Pjusk - Tele
Révélés par la compil’ Blueprints de 12k en 2006 avec deux titres dont les exhalaisons de givre et les pulsations suspendues aux confins de l’électronica et de l’ambient-jazz cristallisaient déjà en une poignée de minutes toute l’éphémère beauté des étendues arctiques menacées par la fonte des glaces, les Norvégiens de Pjusk avaient transformé l’essai dans la foulée sur le label new-yorkais avec deux albums, Sart et Sval, qui reprenaient les choses là où le Biosphere de la grande époque les avait laissées en rivalisant d’élégance mouvante et de grâce engourdie.
1. Fnugg
2. Gneis
3. Flint
4. Skifer
5. Krystall
6. Granitt
7. Kram
8. Bre
9. Polar
Si Rune Sagevik et Jostein Dahl Gjelsvik devaient un jour faire une infidélité à la prestigieuse écurie de Taylor Deupree, ça ne pouvait donc que se passer du côté de Glacial Movements, label ambient "isolationniste" de l’Italien Alessandro Tedeschi (Netherworld) en passe de devenir l’un des incontournables du genre (cf. ici) et dont le parti-pris affiché de cartographier en musique les territoires inexplorés des pôles ne pouvait assurément pas laisser indifférents nos deux bonshommes, influencés par le climat extrême de leurs villages d’origine au Nord-Ouest de la Norvège et la beauté sauvage des montagnes d’où ils enregistrent aujourd’hui leur albums.

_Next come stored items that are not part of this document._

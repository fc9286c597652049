//! Per-capture quality pipeline and batch orchestration.
//!
//! Each capture moves through a fixed sequence of stages:
//!
//! ```text
//! Decoding ──err──▶ Failed(Decoding)
//!    │
//! GateChecking ──reject──▶ Rejected(reason)
//!    │
//! PostProcessing
//!    │
//! Encoding ──err──▶ Failed(Encoding)
//!    │
//! Accepted(ProcessedImage)
//! ```
//!
//! Nothing is retried inside the pipeline: a rejected capture is final for
//! that buffer, and the caller starts a fresh invocation after a retake.
//!
//! ## Batches
//!
//! [`process_batch`] runs every capture independently on the rayon pool. Each
//! invocation owns its buffer, so one capture failing or being rejected never
//! affects another. Results come back in input order; progress events are
//! sent as each capture finishes.

use crate::config::PipelineConfig;
use crate::imaging::enhance::post_process;
use crate::imaging::gate;
use crate::imaging::{
    BackendError, ImageBackend, ProcessedImage, QualityMetrics, QualityProfile, QualityVerdict,
    RawImageInput, RejectReason,
};
use rayon::prelude::*;
use serde::Serialize;
use std::fmt;
use std::sync::mpsc::Sender;
use thiserror::Error;

/// Active stage of a single capture's pipeline.
#[derive(Debug, Clone, Copy, PartialEq, Eq, Serialize)]
#[serde(rename_all = "snake_case")]
pub enum Stage {
    Decoding,
    GateChecking,
    PostProcessing,
    Encoding,
}

impl fmt::Display for Stage {
    fn fmt(&self, f: &mut fmt::Formatter<'_>) -> fmt::Result {
        let name = match self {
            Stage::Decoding => "decode",
            Stage::GateChecking => "quality gate",
            Stage::PostProcessing => "post-process",
            Stage::Encoding => "encode",
        };
        f.write_str(name)
    }
}

#[derive(Error, Debug)]
pub enum PipelineError {
    #[error("Could not read image: {0}")]
    Decode(#[source] BackendError),
    #[error("Could not encode image: {0}")]
    Encode(#[source] BackendError),
}

impl PipelineError {
    pub fn stage(&self) -> Stage {
        match self {
            PipelineError::Decode(_) => Stage::Decoding,
            PipelineError::Encode(_) => Stage::Encoding,
        }
    }
}

/// Terminal state of a capture that decoded successfully.
#[derive(Debug)]
pub enum ImageOutcome {
    Accepted {
        image: ProcessedImage,
        metrics: QualityMetrics,
    },
    Rejected {
        reason: RejectReason,
        metrics: QualityMetrics,
    },
}

impl ImageOutcome {
    pub fn metrics(&self) -> &QualityMetrics {
        match self {
            ImageOutcome::Accepted { metrics, .. } | ImageOutcome::Rejected { metrics, .. } => {
                metrics
            }
        }
    }
}

/// Gate-only result: what the driver would see before any upload.
#[derive(Debug, Clone, Copy, PartialEq)]
pub struct Assessment {
    pub width: u32,
    pub height: u32,
    pub metrics: QualityMetrics,
    pub verdict: QualityVerdict,
}

/// Decode, bound, and run the quality gate without post-processing or encoding.
pub fn assess_image(
    backend: &impl ImageBackend,
    input: RawImageInput,
    config: &PipelineConfig,
) -> Result<Assessment, PipelineError> {
    let pixels = backend
        .decode(input, &config.decode_params())
        .map_err(PipelineError::Decode)?;
    let (metrics, verdict) = gate::check(&pixels, &config.thresholds());
    Ok(Assessment {
        width: pixels.width(),
        height: pixels.height(),
        metrics,
        verdict,
    })
}

/// Run one capture through every stage.
///
/// `Ok(Rejected)` is a normal outcome, not an error: only codec failures
/// produce `Err`.
pub fn process_image(
    backend: &impl ImageBackend,
    input: RawImageInput,
    config: &PipelineConfig,
    profile: QualityProfile,
) -> Result<ImageOutcome, PipelineError> {
    tracing::debug!(stage = %Stage::Decoding, ?input);
    let mut pixels = backend
        .decode(input, &config.decode_params())
        .map_err(PipelineError::Decode)?;

    tracing::debug!(
        stage = %Stage::GateChecking,
        width = pixels.width(),
        height = pixels.height()
    );
    let (metrics, verdict) = gate::check(&pixels, &config.thresholds());
    if let QualityVerdict::Rejected(reason) = verdict {
        tracing::debug!(?reason, sharpness = metrics.sharpness, brightness = metrics.brightness);
        return Ok(ImageOutcome::Rejected { reason, metrics });
    }

    if let Some(enhancement) = config.enhancement() {
        tracing::debug!(stage = %Stage::PostProcessing);
        post_process(&mut pixels, &enhancement, config.enhance.white_balance);
    }

    tracing::debug!(stage = %Stage::Encoding, ?profile);
    let image = backend
        .encode(&pixels, &config.encode_params(profile))
        .map_err(PipelineError::Encode)?;

    Ok(ImageOutcome::Accepted { image, metrics })
}

/// One capture in a batch, with a caller-chosen label (usually the filename).
#[derive(Debug)]
pub struct LabelledInput {
    pub label: String,
    pub input: RawImageInput,
}

impl LabelledInput {
    pub fn new(label: impl Into<String>, input: RawImageInput) -> Self {
        Self {
            label: label.into(),
            input,
        }
    }
}

/// Progress notification sent as each capture in a batch finishes.
#[derive(Debug, Clone)]
pub enum ProcessEvent {
    Accepted {
        label: String,
        width: u32,
        height: u32,
        bytes: usize,
        mime_type: &'static str,
        metrics: QualityMetrics,
    },
    Rejected {
        label: String,
        reason: RejectReason,
        metrics: QualityMetrics,
    },
    Failed {
        label: String,
        stage: Stage,
        message: String,
    },
}

impl ProcessEvent {
    fn from_result(label: &str, result: &Result<ImageOutcome, PipelineError>) -> Self {
        let label = label.to_string();
        match result {
            Ok(ImageOutcome::Accepted { image, metrics }) => ProcessEvent::Accepted {
                label,
                width: image.width,
                height: image.height,
                bytes: image.bytes.len(),
                mime_type: image.mime_type(),
                metrics: *metrics,
            },
            Ok(ImageOutcome::Rejected { reason, metrics }) => ProcessEvent::Rejected {
                label,
                reason: *reason,
                metrics: *metrics,
            },
            Err(e) => ProcessEvent::Failed {
                label,
                stage: e.stage(),
                message: e.to_string(),
            },
        }
    }
}

/// The result for one capture in a batch.
#[derive(Debug)]
pub struct BatchEntry {
    pub label: String,
    pub result: Result<ImageOutcome, PipelineError>,
}

impl BatchEntry {
    pub fn processed(&self) -> Option<&ProcessedImage> {
        match &self.result {
            Ok(ImageOutcome::Accepted { image, .. }) => Some(image),
            _ => None,
        }
    }
}

/// All entries of a batch, in input order.
#[derive(Debug, Default)]
pub struct BatchResult {
    pub entries: Vec<BatchEntry>,
}

impl BatchResult {
    pub fn accepted(&self) -> usize {
        self.entries.iter().filter(|e| e.processed().is_some()).count()
    }

    pub fn rejected(&self) -> usize {
        self.entries
            .iter()
            .filter(|e| matches!(e.result, Ok(ImageOutcome::Rejected { .. })))
            .count()
    }

    pub fn failed(&self) -> usize {
        self.entries.iter().filter(|e| e.result.is_err()).count()
    }

    /// Serializable summary without image payloads.
    pub fn report(&self) -> BatchReport {
        BatchReport {
            accepted: self.accepted(),
            rejected: self.rejected(),
            failed: self.failed(),
            images: self.entries.iter().map(ImageReport::from).collect(),
        }
    }
}

/// JSON-friendly summary of a batch.
#[derive(Debug, Serialize)]
pub struct BatchReport {
    pub accepted: usize,
    pub rejected: usize,
    pub failed: usize,
    pub images: Vec<ImageReport>,
}

#[derive(Debug, Serialize)]
pub struct ImageReport {
    pub label: String,
    #[serde(flatten)]
    pub status: ReportStatus,
}

#[derive(Debug, Serialize)]
#[serde(tag = "status", rename_all = "snake_case")]
pub enum ReportStatus {
    Accepted {
        mime_type: &'static str,
        width: u32,
        height: u32,
        bytes: usize,
        metrics: QualityMetrics,
    },
    Rejected {
        reason: RejectReason,
        message: String,
        metrics: QualityMetrics,
    },
    Failed {
        stage: Stage,
        message: String,
    },
}

impl From<&BatchEntry> for ImageReport {
    fn from(entry: &BatchEntry) -> Self {
        let status = match &entry.result {
            Ok(ImageOutcome::Accepted { image, metrics }) => ReportStatus::Accepted {
                mime_type: image.mime_type(),
                width: image.width,
                height: image.height,
                bytes: image.bytes.len(),
                metrics: *metrics,
            },
            Ok(ImageOutcome::Rejected { reason, metrics }) => ReportStatus::Rejected {
                reason: *reason,
                message: reason.to_string(),
                metrics: *metrics,
            },
            Err(e) => ReportStatus::Failed {
                stage: e.stage(),
                message: e.to_string(),
            },
        };
        ImageReport {
            label: entry.label.clone(),
            status,
        }
    }
}

/// Process every capture independently and collect per-capture results.
///
/// Runs on the current rayon pool; see [`crate::config::effective_threads`].
pub fn process_batch(
    backend: &impl ImageBackend,
    inputs: Vec<LabelledInput>,
    config: &PipelineConfig,
    profile: QualityProfile,
    events: Option<Sender<ProcessEvent>>,
) -> BatchResult {
    let entries = inputs
        .into_par_iter()
        .map(|LabelledInput { label, input }| {
            let result = process_image(backend, input, config, profile);
            match &result {
                Ok(ImageOutcome::Accepted { image, .. }) => {
                    tracing::debug!(
                        %label,
                        width = image.width,
                        height = image.height,
                        "accepted"
                    );
                }
                Ok(ImageOutcome::Rejected { reason, .. }) => {
                    tracing::debug!(%label, ?reason, "rejected");
                }
                Err(e) => tracing::debug!(%label, stage = %e.stage(), error = %e, "failed"),
            }
            if let Some(tx) = &events {
                tx.send(ProcessEvent::from_result(&label, &result)).ok();
            }
            BatchEntry { label, result }
        })
        .collect();

    BatchResult { entries }
}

Le mot Tele décrit en Norvégien les eaux souterraines gelées. On pourrait ainsi s’attendre à ce que Pjusk nous entraîne dans les entrailles de son royaume de glace, de boyaux en excavations, à la façon claustrophobe et magnétique à la fois des Italiens de Retina.it dont le nouvel album à paraître chez Glacial Movements le 19 mai fait déjà l’objet d’une chronique ici streaming à l’appui... et c’est exactement l’impression que donnent d’emblée Fnugg et Gneis, descente verticale à la torche dans un gouffre sans fond dont les parois suintantes nous renvoient l’écho de basses fréquences grondantes et autres réverbérations opalines
Toutefois, Flint a tôt fait de déjouer nos prévisions d’aventures spéléologiques à l’issue dramatique : la musique des Norvégiens, malgré la prééminence de son spleen anxieux et de ses textures organiques, n’a pas tiré un trait sur ses qualités d’abstraction et en fait de piolet c’est un microscope qui pénètre la glace pour en épouser le mouvement à l’échelle atomique, sombre jeu de respirations et de transformations de ses cristaux rendus instables par des conditions de température et de pression fluctuantes. Ainsi de Skifer dont les basses résonnent et pèsent sur la délicate structure, de Granitt dont l’horloge naturelle des programmations savamment enchâssées entame l’inéluctable fonte ou de Kram qui en organise la lente fusion dans un silence quasi religieux, tandis que Kristall, divine chorégraphie de battements diastoliques, de glitchs hypnotiques et de nappes évanescentes, insuffle à la glace une vie propre.
Un enchantement de l’infiniment petit que Polar transcendera finalement par une mise en abîme à double tranchant, d’abord remontée ténébreuse à échelle humaine vers une surface tant redoutée avant que la lumière du monde extérieur et son ballet de reflets irisées sur un champ de glace à perte de vue ne vienne déjouer nos craintes de crépuscule musical au fil d’un long travelling de percussions solaires digne de Cliff Martinez, et donner tout son sens à cette expédition au coeur même de la matière sonore. Magistral.